Since the first cases of AIDS were identified in the early 1980s, churches, faith communities, and their leaders and members have reflected both the best and the worst in us. Faith communities have embraced people living with HIV, provided loving and supportive care for them, brought HIV information and testing to members of their communities, and mobilized to effect changes that make life better for those at risk for, or living with HIV. Some faith communities, however, did not react with the love and compassion their faith calls for. They blamed, ostracized, and stigmatized persons who were at risk for, or living with, HIV and contributed to efforts to discriminate against and marginalize these groups.
Since the earliest days of the epidemic, we've seen leaders in the faith community working to bring about and support a well-informed and compassionate response to HIV. Today, one of the most visible examples of these efforts is the National Week of Prayer for the Healing of AIDS. The week is an initiative of the Balm in Gilead, an organization that works to support faith communities in designing and implementing programs and services that contribute to the elimination of health disparities of people of the African Diaspora.
The primary purpose of the National Week of Prayer for the Healing of AIDS is to bring attention to the national HIV/AIDS epidemic in the United States and to the roles that faith communities have had, and continue to have, in HIV prevention, education, service, and advocacy. The event promotes efforts to improve HIV awareness, foster compassionate responses to HIV prevention and care, and support healing through a wide range of activities. These include sermons and lectures on HIV, candle-lighting ceremonies to remember those we have lost, prayer vigils, concerts, and HIV education and testing. A key part of this effort is educating people about the impact that HIV is having on young people. The Balm in Gilead has developed resources that describe key facts about HIV among youth and encourage efforts to promote HIV testing, PrEP, and other prevention strategies.

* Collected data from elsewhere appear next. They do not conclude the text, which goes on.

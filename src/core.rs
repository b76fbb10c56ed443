//! Core orchestration: owns the record store and wires catalog sync, windowed value storage,
//! retention, integrity audits, serialized ingestion and snapshotting behind one API.

use crate::audit::{AuditReport, AuditScope, IntegrityAuditor};
use crate::backend::RecordStore;
use crate::error::StoreError;
use crate::ingest::SampleIngestor;
use crate::persistence::Snapshotter;
use crate::retention::{DiagnosticLog, DiagnosticRecord, RetentionEnforcer};
use crate::storage::MemoryStore;
use crate::sync::{SyncMode, SyncReport, TagDefinitionSynchronizer};
use crate::telemetry::{noop_event_listener, store_metrics, StoreEvent, StoreEventListener};
use crate::types::{FlatSample, Notification, TagDefinition, ValueDocument};
use crate::values::WindowedValueStore;
use crate::window::BucketSize;

use std::path::PathBuf;
use std::sync::Arc;
use std::time::{Duration, Instant, SystemTime, UNIX_EPOCH};
use tokio::sync::{mpsc, oneshot};
use tokio::task::JoinHandle;

/// Commands sent to the background maintenance task.
enum MaintenanceCommand {
    Snapshot {
        ack: oneshot::Sender<Result<PathBuf, StoreError>>,
    },
    Shutdown {
        ack: Option<oneshot::Sender<Result<(), StoreError>>>,
    },
}

/// Configuration options for [`TagVault`].
#[derive(Debug, Clone)]
pub struct StoreConfig {
    /// Directory for persistence files (snapshots live under `snapshots/`).
    pub data_dir: PathBuf,
    /// Whether to restore from and periodically write snapshots.
    pub enable_snapshots: bool,
    /// Interval between automatic snapshots (if enabled).
    pub snapshot_interval: Duration,
    /// Snapshot files retained after each write.
    pub keep_snapshots: usize,
    /// Documents kept per tag when the tag has no `maxDocuments`. 0 = unbounded.
    pub default_max_documents: u64,
    /// Bucket size for tags without a `bucketSize`.
    pub default_bucket_size: BucketSize,
    /// How long a queued sample may wait for its turn. `None` waits indefinitely.
    pub queue_wait_timeout: Option<Duration>,
    /// Diagnostic records kept per source.
    pub diagnostics_per_source: u64,
    /// Structured event hook for observability (no-op by default).
    pub event_listener: Arc<dyn StoreEventListener>,
}

impl Default for StoreConfig {
    fn default() -> Self {
        StoreConfig {
            data_dir: PathBuf::from("./data"),
            enable_snapshots: true,
            snapshot_interval: Duration::from_secs(60 * 15), // 15 minutes
            keep_snapshots: 3,
            default_max_documents: crate::DEFAULT_MAX_DOCUMENTS,
            default_bucket_size: BucketSize::default(),
            queue_wait_timeout: None,
            diagnostics_per_source: 1_000,
            event_listener: noop_event_listener(),
        }
    }
}

impl StoreConfig {
    /// In-memory configuration: no snapshots, nothing touches the disk.
    pub fn ephemeral() -> Self {
        StoreConfig {
            enable_snapshots: false,
            ..Self::default()
        }
    }

    pub fn validate(&self) -> Result<(), StoreError> {
        self.default_bucket_size
            .validate()
            .map_err(|e| StoreError::ConfigError(format!("default_bucket_size: {}", e)))?;
        if self.enable_snapshots && self.snapshot_interval.is_zero() {
            return Err(StoreError::ConfigError(
                "snapshot_interval must be > 0 when snapshots are enabled".to_string(),
            ));
        }
        Ok(())
    }
}

/// The tag store.
#[derive(Debug)]
pub struct TagVault {
    store: Arc<MemoryStore>,
    values: Arc<WindowedValueStore>,
    synchronizer: TagDefinitionSynchronizer,
    auditor: IntegrityAuditor,
    ingestor: SampleIngestor,
    diagnostics: DiagnosticLog,
    snapshotter: Option<Arc<Snapshotter>>,
    maintenance: Option<(mpsc::Sender<MaintenanceCommand>, JoinHandle<()>)>,
    config: StoreConfig,
}

impl std::fmt::Debug for MaintenanceCommand {
    fn fmt(&self, f: &mut std::fmt::Formatter<'_>) -> std::fmt::Result {
        match self {
            MaintenanceCommand::Snapshot { .. } => f.write_str("Snapshot"),
            MaintenanceCommand::Shutdown { .. } => f.write_str("Shutdown"),
        }
    }
}

impl TagVault {
    /// Opens a store with the provided configuration.
    ///
    /// If snapshots are enabled, the latest snapshot under `data_dir/snapshots` is restored and
    /// a background task is spawned that writes a new one every `snapshot_interval`. Must be
    /// called from within a Tokio runtime.
    ///
    /// # Errors
    /// Returns an error if the configuration is invalid or the latest snapshot cannot be read.
    pub async fn open(config: StoreConfig) -> Result<Self, StoreError> {
        config.validate()?;
        let events = Arc::clone(&config.event_listener);

        let snapshotter = if config.enable_snapshots {
            Some(Arc::new(Snapshotter::new(config.data_dir.join("snapshots"))?))
        } else {
            None
        };

        let store = match snapshotter.as_ref().map(|s| s.load_latest_snapshot()).transpose()?.flatten() {
            Some(image) => {
                let store = MemoryStore::from_image(image);
                events.on_event(StoreEvent::SnapshotRestored {
                    records: store.len()?,
                });
                Arc::new(store)
            }
            None => Arc::new(MemoryStore::new()),
        };

        let backend: Arc<dyn RecordStore> = store.clone();
        let retention = RetentionEnforcer::new(
            Arc::clone(&backend),
            config.default_max_documents,
            Arc::clone(&events),
        );
        let values = Arc::new(WindowedValueStore::new(
            Arc::clone(&backend),
            retention.clone(),
            config.default_bucket_size,
        ));
        let ingestor = SampleIngestor::new(
            Arc::clone(&values),
            config.queue_wait_timeout,
            Arc::clone(&events),
        );

        let maintenance = snapshotter.as_ref().map(|snapshotter| {
            let (tx, rx) = mpsc::channel(16);
            let handle = tokio::spawn(maintenance_loop(
                rx,
                Arc::clone(&store),
                Arc::clone(snapshotter),
                config.snapshot_interval,
                config.keep_snapshots,
                Arc::clone(&events),
            ));
            (tx, handle)
        });

        Ok(TagVault {
            synchronizer: TagDefinitionSynchronizer::new(Arc::clone(&backend), Arc::clone(&events)),
            auditor: IntegrityAuditor::new(backend, Arc::clone(&events)),
            diagnostics: DiagnosticLog::new(retention, config.diagnostics_per_source),
            store,
            values,
            ingestor,
            snapshotter,
            maintenance,
            config,
        })
    }

    /// Opens an empty store that never touches the disk.
    pub async fn in_memory() -> Result<Self, StoreError> {
        Self::open(StoreConfig::ephemeral()).await
    }

    /// Reconciles the catalog with `definitions`.
    pub async fn sync_definitions(
        &self,
        definitions: &[TagDefinition],
        mode: SyncMode,
    ) -> Result<SyncReport, StoreError> {
        self.synchronizer.sync(definitions, mode).await
    }

    /// Runs every integrity pass. Returns `true` if nothing needed repair.
    pub async fn audit(&self, scope: &AuditScope) -> Result<bool, StoreError> {
        Ok(self.auditor.audit(scope).await?.is_clean())
    }

    /// Like [`TagVault::audit`] but returns the per-pass breakdown.
    pub async fn audit_report(&self, scope: &AuditScope) -> Result<AuditReport, StoreError> {
        self.auditor.audit(scope).await
    }

    pub fn auditor(&self) -> &IntegrityAuditor {
        &self.auditor
    }

    /// Queues a notification for serialized processing and returns without waiting.
    pub async fn submit(
        &self,
        notification: Notification,
    ) -> Result<JoinHandle<Result<(), StoreError>>, StoreError> {
        self.ingestor.submit(notification).await
    }

    /// Queues a notification and waits until it is stored.
    pub async fn ingest(&self, notification: Notification) -> Result<(), StoreError> {
        self.ingestor.ingest(notification).await
    }

    pub async fn history(&self, tag: &str) -> Result<Vec<FlatSample>, StoreError> {
        self.values.history(tag).await
    }

    pub async fn documents(&self, tag: &str) -> Result<Vec<ValueDocument>, StoreError> {
        self.values.documents(tag).await
    }

    pub async fn log_diagnostic(&self, source: &str, message: &str) -> Result<(), StoreError> {
        self.diagnostics.append(source, message).await
    }

    pub async fn diagnostics(&self, source: &str) -> Result<Vec<DiagnosticRecord>, StoreError> {
        self.diagnostics.entries(source).await
    }

    /// Writes a snapshot now and returns its path.
    ///
    /// # Errors
    /// Returns an error if snapshots are disabled or the background task cannot be reached.
    pub async fn snapshot(&self) -> Result<PathBuf, StoreError> {
        let Some((tx, _)) = &self.maintenance else {
            return Err(StoreError::ConfigError("Snapshots are not enabled".to_string()));
        };
        let (ack, rx) = oneshot::channel();
        tx.send(MaintenanceCommand::Snapshot { ack })
            .await
            .map_err(|e| StoreError::BackgroundTaskError(format!("Failed to send snapshot command: {}", e)))?;
        rx.await
            .map_err(|e| StoreError::BackgroundTaskError(format!("Failed to receive snapshot ack: {}", e)))?
    }

    pub fn values(&self) -> &Arc<WindowedValueStore> {
        &self.values
    }

    pub fn store(&self) -> &Arc<MemoryStore> {
        &self.store
    }

    pub fn snapshotter(&self) -> Option<&Arc<Snapshotter>> {
        self.snapshotter.as_ref()
    }

    pub fn config(&self) -> &StoreConfig {
        &self.config
    }

    /// Stops the maintenance task after a final snapshot.
    pub async fn shutdown(mut self) -> Result<(), StoreError> {
        let Some((tx, handle)) = self.maintenance.take() else {
            return Ok(());
        };
        let (ack, rx) = oneshot::channel();
        tx.send(MaintenanceCommand::Shutdown { ack: Some(ack) })
            .await
            .map_err(|e| StoreError::BackgroundTaskError(format!("Failed to send shutdown command: {}", e)))?;
        let result = rx
            .await
            .map_err(|e| StoreError::BackgroundTaskError(format!("Failed to receive shutdown ack: {}", e)))?;
        handle.await?;
        result
    }
}

/// Best-effort stop if [`TagVault::shutdown`] was not called.
impl Drop for TagVault {
    fn drop(&mut self) {
        if let Some((tx, _handle)) = self.maintenance.take() {
            let _ = tx.try_send(MaintenanceCommand::Shutdown { ack: None });
        }
    }
}

fn now_nanos() -> u64 {
    SystemTime::now()
        .duration_since(UNIX_EPOCH)
        .unwrap_or_default()
        .as_nanos() as u64
}

async fn write_snapshot(
    store: &Arc<MemoryStore>,
    snapshotter: &Arc<Snapshotter>,
    keep: usize,
    events: &Arc<dyn StoreEventListener>,
) -> Result<PathBuf, StoreError> {
    let started = Instant::now();
    let image = store.image()?;
    let timestamp = now_nanos();
    let snapshotter = Arc::clone(snapshotter);
    let res = tokio::task::spawn_blocking(move || {
        let path = snapshotter.create_snapshot(&image, timestamp)?;
        snapshotter.prune(keep)?;
        Ok::<_, StoreError>(path)
    })
    .await
    .map_err(StoreError::from)
    .and_then(|r| r);

    match &res {
        Ok(path) => {
            store_metrics::record_snapshot(started.elapsed());
            events.on_event(StoreEvent::SnapshotCreated {
                path: path.clone(),
                timestamp,
            })
        }
        Err(e) => events.on_event(StoreEvent::SnapshotFailed {
            error: e.to_string(),
        }),
    }
    res
}

async fn maintenance_loop(
    mut commands: mpsc::Receiver<MaintenanceCommand>,
    store: Arc<MemoryStore>,
    snapshotter: Arc<Snapshotter>,
    interval: Duration,
    keep: usize,
    events: Arc<dyn StoreEventListener>,
) {
    let mut ticker = tokio::time::interval_at(tokio::time::Instant::now() + interval, interval);
    ticker.set_missed_tick_behavior(tokio::time::MissedTickBehavior::Delay);

    loop {
        tokio::select! {
            _ = ticker.tick() => {
                let _ = write_snapshot(&store, &snapshotter, keep, &events).await;
            }
            cmd = commands.recv() => match cmd {
                Some(MaintenanceCommand::Snapshot { ack }) => {
                    let res = write_snapshot(&store, &snapshotter, keep, &events).await;
                    let _ = ack.send(res);
                }
                Some(MaintenanceCommand::Shutdown { ack }) => {
                    let res = write_snapshot(&store, &snapshotter, keep, &events).await.map(|_| ());
                    if let Some(ack) = ack {
                        let _ = ack.send(res);
                    }
                    break;
                }
                // TagVault dropped without a shutdown command.
                None => break,
            }
        }
    }
    tracing::debug!("maintenance task stopped");
}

In many ways, the National Week of Prayer for the Healing of AIDS reminds me of the efforts and action that took place in the earliest years of the epidemic. It was a time when most of the work was largely being done by volunteers and community-based organizations. We came together to do what had to be done because the needs were so urgent.
Today, I worry that too many people do not see themselves as having a role to play in HIV prevention and care. Rather, they see these efforts as the responsibility of the government, healthcare providers, or well-funded community-based organizations. The efforts associated with the National Week of Prayer and Healing of AIDS lift my spirit and give me a powerful reminder of the good in people and the power of what we can accomplish when we work together to make the world a better, more equitable, place for everyone. We've made tremendous progress in the fight against HIV and AIDS. But we have not crossed the finish line. We need to continue working on the challenges that remain and the ongoing work that is needed to maintain the progress that has been achieved. There is much more work to be done, and each of us has an important role to play.
Richard Wolitski, Ph.D., is director of the Office of HIV/AIDS and Infectious Disease Policy, U.S. Department of Health and Human Services.